1887
Volume 17 Number 6
  • ISSN: 1569-4445
  • E-ISSN: 1873-0604

Abstract

ABSTRACT

The geological setting in the north of Ireland, especially concerning the origin of the Moffat Shale Group, has long been under discussion. Within the Tellus Programme of the Geological Survey Ireland, airborne electromagnetic measurements revealed high‐conductivity anomalies that have been interpreted as the response of a black shale. In order to petrophysically characterize the Moffat Shale, a laboratory study using material from two shallow boreholes was carried out. The study focuses on spectral induced polarization measurements on 23 oriented samples in the frequency range from 10−4 to 105 Hz.

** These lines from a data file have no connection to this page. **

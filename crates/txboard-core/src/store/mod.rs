//! Record store abstraction and backends

use async_trait::async_trait;
use std::sync::Arc;
use txboard_config::{StoreBackend, StoreConfig};

use crate::error::CoreResult;
use crate::models::{TransactionPage, TransactionRecord};
use crate::query::{Page, TransactionFilter};

pub mod memory;
pub mod sqlite;

pub use memory::MemoryStore;
pub use sqlite::SqliteStore;

/// Shared store handle
pub type StoreRef = Arc<dyn TransactionStore>;

/// The single collection of transaction records
#[async_trait]
pub trait TransactionStore: Send + Sync {
    /// Replace the whole collection with `records`
    ///
    /// Readers see either the previous contents or the new ones, never an
    /// empty or partial collection. On error the previous contents stay.
    async fn replace_all(&self, records: Vec<TransactionRecord>) -> CoreResult<usize>;

    /// Matching records for one page plus the total match count
    async fn list(&self, filter: &TransactionFilter, page: Page) -> CoreResult<TransactionPage>;

    /// Number of stored records
    async fn count(&self) -> CoreResult<usize>;
}

/// Open the backend selected in the configuration
pub fn open_store(config: &StoreConfig) -> CoreResult<StoreRef> {
    match config.backend {
        StoreBackend::Memory => {
            log::info!("Using in-memory record store");
            Ok(Arc::new(MemoryStore::new()))
        }
        StoreBackend::Sqlite => {
            log::info!("Using SQLite record store at {}", config.path.display());
            Ok(Arc::new(SqliteStore::open(&config.path)?))
        }
    }
}

#[cfg(test)]
mod tests {
    use super::*;
    use crate::models::record;
    use txboard_config::PaginationConfig;

    fn dataset() -> Vec<TransactionRecord> {
        let mut records = vec![
            record(1, "Chair", 109.0, "2022-03-05"),
            record(2, "Desk", 50.0, "2022-04-01"),
            record(3, "Cotton Shirt", 15.5, "2021-03-20T10:00:00+00:00"),
            record(4, "Lamp", 109.0, "2022-11-02"),
            record(5, "Shirt Rack", 75.0, "2022-03-01T00:30:00+05:30"),
            record(6, "Äpfel Korb", 12.0, "2022-03-05 10:00:00"),
            record(7, "Stool", 30.0, "2022-03-05T10:00"),
            record(8, "Vase", 18.0, " 2022-03-05"),
        ];
        records[1].category = "office shirt supplies".to_string();
        records
    }

    async fn backends() -> Vec<(&'static str, StoreRef)> {
        let memory: StoreRef = Arc::new(MemoryStore::new());
        let sqlite: StoreRef = Arc::new(SqliteStore::open_in_memory().unwrap());
        for (_, store) in [("memory", &memory), ("sqlite", &sqlite)] {
            store.replace_all(dataset()).await.unwrap();
        }
        vec![("memory", memory), ("sqlite", sqlite)]
    }

    fn ids(page: &TransactionPage) -> Vec<i64> {
        page.transactions.iter().map(|t| t.id).collect()
    }

    #[tokio::test]
    async fn test_backends_agree() {
        let cases: Vec<(Option<&str>, Option<&str>)> = vec![
            (None, None),
            (Some("shirt"), None),
            (Some("109"), None),
            (None, Some("march")),
            (None, Some("feb")),
            (Some("109"), Some("march")),
            (Some("SHIRT"), Some("March")),
            (Some("äpfel"), None),
            (Some("ÄPFEL"), Some("mar")),
            (Some("korb"), None),
        ];

        let stores = backends().await;
        for (search, month) in cases {
            let filter = TransactionFilter::build(search, month).unwrap();
            let expected = filter.paginate(&dataset(), Page::new(1, 10));
            for (name, store) in &stores {
                let page = store.list(&filter, Page::new(1, 10)).await.unwrap();
                assert_eq!(
                    ids(&page),
                    ids(&expected),
                    "{} backend, search={:?} month={:?}",
                    name,
                    search,
                    month
                );
                assert_eq!(page.total, expected.total);
            }
        }
    }

    #[tokio::test]
    async fn test_pagination_keeps_store_order() {
        for (name, store) in backends().await {
            let filter = TransactionFilter::default();
            let first = store.list(&filter, Page::new(1, 2)).await.unwrap();
            let second = store.list(&filter, Page::new(2, 2)).await.unwrap();
            let third = store.list(&filter, Page::new(3, 2)).await.unwrap();

            let fifth = store.list(&filter, Page::new(5, 2)).await.unwrap();

            assert_eq!(ids(&first), vec![1, 2], "{}", name);
            assert_eq!(ids(&second), vec![3, 4], "{}", name);
            assert_eq!(ids(&third), vec![5, 6], "{}", name);
            assert!(fifth.transactions.is_empty(), "{}", name);
            assert_eq!(fifth.total, 8, "{}", name);
        }
    }

    #[tokio::test]
    async fn test_huge_page_is_empty() {
        let config = PaginationConfig::default();
        let pages = [
            Page::new(usize::MAX / 2, 10),
            Page::new(1 << 40, 10),
            Page::from_params(Some("99999999999999999999"), Some("10"), &config),
        ];

        for (name, store) in backends().await {
            for page in pages {
                let result = store.list(&TransactionFilter::default(), page).await.unwrap();
                assert!(result.transactions.is_empty(), "{} backend, {:?}", name, page);
                assert_eq!(result.total, 8, "{}", name);
            }
        }
    }

    #[tokio::test]
    async fn test_month_and_unicode_search_agree() {
        for (name, store) in backends().await {
            let march = TransactionFilter::build(None, Some("march")).unwrap();
            let page = store.list(&march, Page::new(1, 10)).await.unwrap();
            assert_eq!(ids(&page), vec![1, 3, 6, 7, 8], "{}", name);

            let apples = TransactionFilter::build(Some("äpfel"), None).unwrap();
            let page = store.list(&apples, Page::new(1, 10)).await.unwrap();
            assert_eq!(ids(&page), vec![6], "{}", name);
        }
    }

    #[tokio::test]
    async fn test_replace_all_discards_previous_records() {
        for (name, store) in backends().await {
            let replacement = vec![
                record(10, "Mirror", 30.0, "2022-05-05"),
                record(11, "Rug", 45.0, "2022-06-06"),
            ];
            assert_eq!(store.replace_all(replacement).await.unwrap(), 2);
            assert_eq!(store.count().await.unwrap(), 2, "{}", name);

            let page = store
                .list(&TransactionFilter::default(), Page::new(1, 10))
                .await
                .unwrap();
            assert_eq!(ids(&page), vec![10, 11], "{}", name);
        }
    }

    #[tokio::test]
    async fn test_open_store_from_config() {
        let config = StoreConfig {
            backend: StoreBackend::Sqlite,
            path: ":memory:".into(),
        };
        let store = open_store(&config).unwrap();
        assert_eq!(store.count().await.unwrap(), 0);

        let store = open_store(&StoreConfig::default()).unwrap();
        assert_eq!(store.count().await.unwrap(), 0);
    }
}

The sample material can be categorized into two groups. A mudstone‐like rock type shows weakly frequency‐dependent, porosity‐driven conductivities with a strong anisotropy. On the other hand, black shale samples are characterized by moderately anisotropic but strong polarization effects especially at low frequencies and a strong conductivity increase towards higher frequencies. The polarization in the black shale is controlled by the texture and volume fraction of the polarizable components. The spectral induced polarization data are processed by means of a Debye decomposition approach. The anisotropy of the complex electrical conductivity is determined by utilizing the foliation dip angle and assuming tilted transverse isotropic conditions. The relevance of the laboratory findings for airborne electromagnetic surveys is addressed with a synthetic one‐dimensional modelling study.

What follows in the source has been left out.